In 1938 Lucile Garner became Trans Canada Airline’s (renamed Air Canada in 1965) first female employee. Like their American counterparts, Canadian stewardesses had to be trained as nurses, but also single, meet strict height and weight requirements, and be between the age of 21 and 26 to start (the mandatory age to retire was 32.)
As a stewardess, her job included a wide variety of responsibilities, from monitoring weather patterns and handling radio communications, to serving suitable food during flights and calming passengers. “Oh, yes, they were all scared to death.” she said in a 2012 interview. “They used to say, “Oh, I love flying!” but, really, they were just trying to be brave about it.”

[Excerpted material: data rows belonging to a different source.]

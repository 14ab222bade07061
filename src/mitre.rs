//! MITRE ATT&CK technique mapping (C8).
//!
//! `TECHNIQUE_DB` is the same table the original `mitre_mapping.py` shipped:
//! roughly four dozen techniques spanning twelve tactics, each with a short
//! keyword list used for the second-pass keyword scan.

use crate::models::{IoCBundle, MitreSource, MitreTechnique};
use regex::Regex;
use std::collections::BTreeMap;
use std::sync::OnceLock;

struct TechniqueDef {
    id: &'static str,
    name: &'static str,
    tactic: &'static str,
    keywords: &'static [&'static str],
}

macro_rules! technique {
    ($id:expr, $name:expr, $tactic:expr, [$($kw:expr),* $(,)?]) => {
        TechniqueDef { id: $id, name: $name, tactic: $tactic, keywords: &[$($kw),*] }
    };
}

const TECHNIQUE_DB: &[TechniqueDef] = &[
    // Initial Access
    technique!("T1566", "Phishing", "initial_access", ["phishing", "spear-phishing", "email attachment", "malicious link"]),
    technique!("T1566.001", "Spearphishing Attachment", "initial_access", ["attachment", "doc", "xls", "macro", "office"]),
    technique!("T1566.002", "Spearphishing Link", "initial_access", ["link", "url", "click"]),
    technique!("T1190", "Exploit Public-Facing Application", "initial_access", ["exploit", "vulnerability", "cve", "rce"]),
    technique!("T1133", "External Remote Services", "initial_access", ["vpn", "rdp", "remote desktop", "citrix"]),
    technique!("T1195", "Supply Chain Compromise", "initial_access", ["supply chain", "trojanized", "update", "package"]),
    // Execution
    technique!("T1059", "Command and Scripting Interpreter", "execution", ["script", "interpreter"]),
    technique!("T1059.001", "PowerShell", "execution", ["powershell", "ps1", "invoke-expression", "iex", "-encodedcommand", "-enc"]),
    technique!("T1059.003", "Windows Command Shell", "execution", ["cmd.exe", "cmd /c", "command prompt", "batch"]),
    technique!("T1059.005", "Visual Basic", "execution", ["vbscript", "vbs", "wscript", "cscript", "macro"]),
    technique!("T1059.007", "JavaScript", "execution", ["javascript", "jscript", "js", "node"]),
    technique!("T1204", "User Execution", "execution", ["user execution", "double click", "open", "run"]),
    technique!("T1047", "Windows Management Instrumentation", "execution", ["wmi", "wmic", "wmiprvse"]),
    technique!("T1053", "Scheduled Task/Job", "execution", ["schtasks", "scheduled task", "cron", "at.exe"]),
    // Persistence
    technique!("T1547.001", "Registry Run Keys / Startup Folder", "persistence", ["run key", "startup", "hkcu\\software\\microsoft\\windows\\currentversion\\run", "autorun"]),
    technique!("T1543.003", "Windows Service", "persistence", ["service", "sc.exe", "new-service"]),
    technique!("T1136", "Create Account", "persistence", ["net user", "create account", "add user"]),
    technique!("T1505.003", "Web Shell", "persistence", ["webshell", "web shell", "aspx", "jsp"]),
    // Privilege Escalation
    technique!("T1548.002", "Bypass UAC", "privilege_escalation", ["uac", "bypass", "eventvwr", "fodhelper"]),
    technique!("T1068", "Exploitation for Privilege Escalation", "privilege_escalation", ["privilege escalation", "local exploit", "kernel exploit"]),
    // Defense Evasion
    technique!("T1027", "Obfuscated Files or Information", "defense_evasion", ["obfuscated", "encoded", "base64", "encryption", "packed"]),
    technique!("T1036", "Masquerading", "defense_evasion", ["masquerad", "renamed", "disguised", "legitimate"]),
    technique!("T1070", "Indicator Removal", "defense_evasion", ["clear logs", "delete logs", "wevtutil", "indicator removal"]),
    technique!("T1562.001", "Disable or Modify Tools", "defense_evasion", ["disable defender", "tamper protection", "disable antivirus", "kill av"]),
    technique!("T1055", "Process Injection", "defense_evasion", ["inject", "process injection", "dll injection", "hollowing", "createremotethread"]),
    technique!("T1218", "System Binary Proxy Execution", "defense_evasion", ["mshta", "rundll32", "regsvr32", "certutil", "lolbin"]),
    // Credential Access
    technique!("T1003", "OS Credential Dumping", "credential_access", ["credential dump", "lsass", "mimikatz", "procdump", "ntds"]),
    technique!("T1003.001", "LSASS Memory", "credential_access", ["lsass", "mimikatz", "sekurlsa"]),
    technique!("T1110", "Brute Force", "credential_access", ["brute force", "password spray", "credential stuffing"]),
    technique!("T1552", "Unsecured Credentials", "credential_access", ["plaintext password", "credentials in files", "password file"]),
    // Discovery
    technique!("T1082", "System Information Discovery", "discovery", ["systeminfo", "hostname", "ver", "system information"]),
    technique!("T1083", "File and Directory Discovery", "discovery", ["dir", "find", "ls", "file listing"]),
    technique!("T1087", "Account Discovery", "discovery", ["net user", "net group", "whoami", "account discovery"]),
    technique!("T1057", "Process Discovery", "discovery", ["tasklist", "ps", "get-process", "process list"]),
    technique!("T1049", "System Network Connections Discovery", "discovery", ["netstat", "ss", "network connections"]),
    // Lateral Movement
    technique!("T1021.001", "Remote Desktop Protocol", "lateral_movement", ["rdp", "mstsc", "remote desktop", "3389"]),
    technique!("T1021.002", "SMB/Windows Admin Shares", "lateral_movement", ["smb", "admin$", "c$", "ipc$", "net use"]),
    technique!("T1570", "Lateral Tool Transfer", "lateral_movement", ["copy", "transfer", "move laterally", "psexec"]),
    // Collection
    technique!("T1005", "Data from Local System", "collection", ["collect data", "local files", "sensitive data"]),
    technique!("T1113", "Screen Capture", "collection", ["screenshot", "screen capture", "screen grab"]),
    technique!("T1056.001", "Keylogging", "collection", ["keylogger", "keylogging", "keystroke"]),
    // Command and Control
    technique!("T1071", "Application Layer Protocol", "command_and_control", ["http", "https", "dns", "c2", "command and control"]),
    technique!("T1071.001", "Web Protocols", "command_and_control", ["http beacon", "https callback", "web c2"]),
    technique!("T1071.004", "DNS", "command_and_control", ["dns tunnel", "dns c2", "dns exfiltration"]),
    technique!("T1105", "Ingress Tool Transfer", "command_and_control", ["download", "wget", "curl", "certutil", "bitsadmin"]),
    technique!("T1572", "Protocol Tunneling", "command_and_control", ["tunnel", "ssh tunnel", "vpn tunnel", "socks"]),
    technique!("T1573", "Encrypted Channel", "command_and_control", ["encrypted", "ssl", "tls", "encrypted c2"]),
    // Exfiltration
    technique!("T1041", "Exfiltration Over C2 Channel", "exfiltration", ["exfiltrate", "data theft", "steal data"]),
    technique!("T1048", "Exfiltration Over Alternative Protocol", "exfiltration", ["ftp exfil", "dns exfil", "icmp exfil"]),
    technique!("T1567", "Exfiltration Over Web Service", "exfiltration", ["cloud storage", "dropbox", "google drive", "mega"]),
    // Impact
    technique!("T1486", "Data Encrypted for Impact", "impact", ["ransomware", "encrypt", "ransom", "locked files"]),
    technique!("T1490", "Inhibit System Recovery", "impact", ["vssadmin", "shadow copy", "bcdedit", "wbadmin"]),
    technique!("T1489", "Service Stop", "impact", ["stop service", "net stop", "sc stop", "taskkill"]),
];

fn technique_id_re() -> &'static Regex {
    static RE: OnceLock<Regex> = OnceLock::new();
    RE.get_or_init(|| Regex::new(r"T\d{4}(?:\.\d{3})?").unwrap())
}

fn lookup(id: &str) -> Option<&'static TechniqueDef> {
    TECHNIQUE_DB.iter().find(|t| t.id == id)
}

/// Two-phase mapping (§11.1): AI-extracted TTPs first, at fixed confidence
/// 0.95, then a keyword scan over IoCs/threat actors/tools for anything not
/// already matched, scored at `min(0.9, 0.3 + hits * 0.15)`.
pub fn map_iocs_to_mitre(bundle: &IoCBundle) -> Vec<MitreTechnique> {
    let mut matches = Vec::new();
    let mut seen = std::collections::HashSet::new();

    for ttp in &bundle.ttps {
        let upper = ttp.mitre_id.to_uppercase();
        for m in technique_id_re().find_iter(&upper) {
            let tid = m.as_str();
            if seen.contains(tid) {
                continue;
            }
            if let Some(tech) = lookup(tid) {
                seen.insert(tid.to_string());
                let description = if ttp.description.is_empty() {
                    format!("AI identified {} technique used in this attack.", tech.name)
                } else {
                    ttp.description.clone()
                };
                matches.push(MitreTechnique {
                    technique_id: tid.to_string(),
                    technique_name: tech.name.to_string(),
                    tactic: tech.tactic.to_string(),
                    confidence: 0.95,
                    source: MitreSource::AiExtracted,
                    description,
                });
            }
        }
    }

    let mut text_parts = Vec::new();
    for category_values in bundle.indicators_of_compromise.values() {
        text_parts.extend(category_values.iter().map(|s| s.to_lowercase()));
    }
    text_parts.extend(bundle.threat_actors.iter().map(|s| s.to_lowercase()));
    text_parts.extend(bundle.tools_or_malware.iter().map(|s| s.to_lowercase()));
    let combined_text = text_parts.join(" ");

    for tech in TECHNIQUE_DB {
        if seen.contains(tech.id) {
            continue;
        }
        let matched_kws: Vec<&str> = tech
            .keywords
            .iter()
            .copied()
            .filter(|kw| combined_text.contains(kw))
            .collect();
        let hits = matched_kws.len();
        if hits > 0 {
            seen.insert(tech.id.to_string());
            let confidence = (0.3 + hits as f64 * 0.15).min(0.9);
            let confidence = (confidence * 100.0).round() / 100.0;
            let evidence = matched_kws.iter().take(5).cloned().collect::<Vec<_>>().join(", ");
            matches.push(MitreTechnique {
                technique_id: tech.id.to_string(),
                technique_name: tech.name.to_string(),
                tactic: tech.tactic.to_string(),
                confidence,
                source: MitreSource::KeywordMatch,
                description: format!("Detected via keyword indicators: {evidence}"),
            });
        }
    }

    matches.sort_by(|a, b| b.confidence.partial_cmp(&a.confidence).unwrap());
    matches
}

pub fn get_mitre_tags(techniques: &[MitreTechnique]) -> Vec<String> {
    let mut tags = std::collections::BTreeSet::new();
    for tech in techniques {
        if !tech.tactic.is_empty() {
            tags.insert(format!("attack.{}", tech.tactic));
        }
        if !tech.technique_id.is_empty() {
            tags.insert(format!("attack.{}", tech.technique_id.to_lowercase()));
        }
    }
    tags.into_iter().collect()
}

pub fn get_tactic_summary(techniques: &[MitreTechnique]) -> BTreeMap<String, u32> {
    let mut summary = BTreeMap::new();
    for tech in techniques {
        let tactic = if tech.tactic.is_empty() { "unknown".to_string() } else { tech.tactic.clone() };
        *summary.entry(tactic).or_insert(0) += 1;
    }
    summary
}

pub fn get_kill_chain_phase(tactic: &str) -> u32 {
    match tactic {
        "initial_access" => 1,
        "execution" => 2,
        "persistence" => 3,
        "privilege_escalation" => 4,
        "defense_evasion" => 5,
        "credential_access" => 6,
        "discovery" => 7,
        "lateral_movement" => 8,
        "collection" => 9,
        "command_and_control" => 10,
        "exfiltration" => 11,
        "impact" => 12,
        _ => 99,
    }
}

#[cfg(test)]
mod tests {
    use super::*;
    use crate::models::Ttp;

    #[test]
    fn ai_extracted_ttp_takes_priority_over_keyword_scan() {
        let mut bundle = IoCBundle::default();
        bundle.ttps.push(Ttp {
            mitre_id: "T1566".to_string(),
            technique_name: "Phishing".to_string(),
            description: "Initial spear-phishing email".to_string(),
        });
        let matches = map_iocs_to_mitre(&bundle);
        assert_eq!(matches.len(), 1);
        assert!(matches!(matches[0].source, MitreSource::AiExtracted));
        assert_eq!(matches[0].confidence, 0.95);
    }

    #[test]
    fn keyword_scan_finds_powershell() {
        let mut bundle = IoCBundle::default();
        bundle
            .indicators_of_compromise
            .get_mut("malicious_commands")
            .unwrap()
            .push("powershell -encodedcommand abc123".to_string());
        let matches = map_iocs_to_mitre(&bundle);
        let ps = matches.iter().find(|m| m.technique_id == "T1059.001").unwrap();
        assert!(matches!(ps.source, MitreSource::KeywordMatch));
        assert!(ps.confidence >= 0.3 && ps.confidence <= 0.9);
    }

    #[test]
    fn tags_are_lowercase_and_sorted() {
        let techniques = vec![MitreTechnique {
            technique_id: "T1566".to_string(),
            technique_name: "Phishing".to_string(),
            tactic: "initial_access".to_string(),
            confidence: 0.95,
            source: MitreSource::AiExtracted,
            description: String::new(),
        }];
        let tags = get_mitre_tags(&techniques);
        assert_eq!(tags, vec!["attack.initial_access", "attack.t1566"]);
    }

    #[test]
    fn kill_chain_phase_orders_unknown_last() {
        assert_eq!(get_kill_chain_phase("initial_access"), 1);
        assert_eq!(get_kill_chain_phase("impact"), 12);
        assert_eq!(get_kill_chain_phase("not_a_tactic"), 99);
    }
}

Garner also helped a Vancouver tailor to design the stewardess uniform. The business suit style, with a two-button jacket and centre front pleat skirt, was made up in a beige wool gabardine to match the colour of the plane’s interior, and was accessorized with a brick red handkerchief, red blouse, brown tie and shoes as well as a beige wedge cap with red flash. None of the stewardesses liked the colour, but navy blue was reserved for pilots until 1939 when a navy blue option for stewardesses was offered.
Lucile remained a stewardess for TCA until 1941 before switching to Yukon Southern Air Transport (later renamed Canadian Pacific Airlines), but left the industry in 1943 to marry. Garner lived until the age of 102, passing in 2013.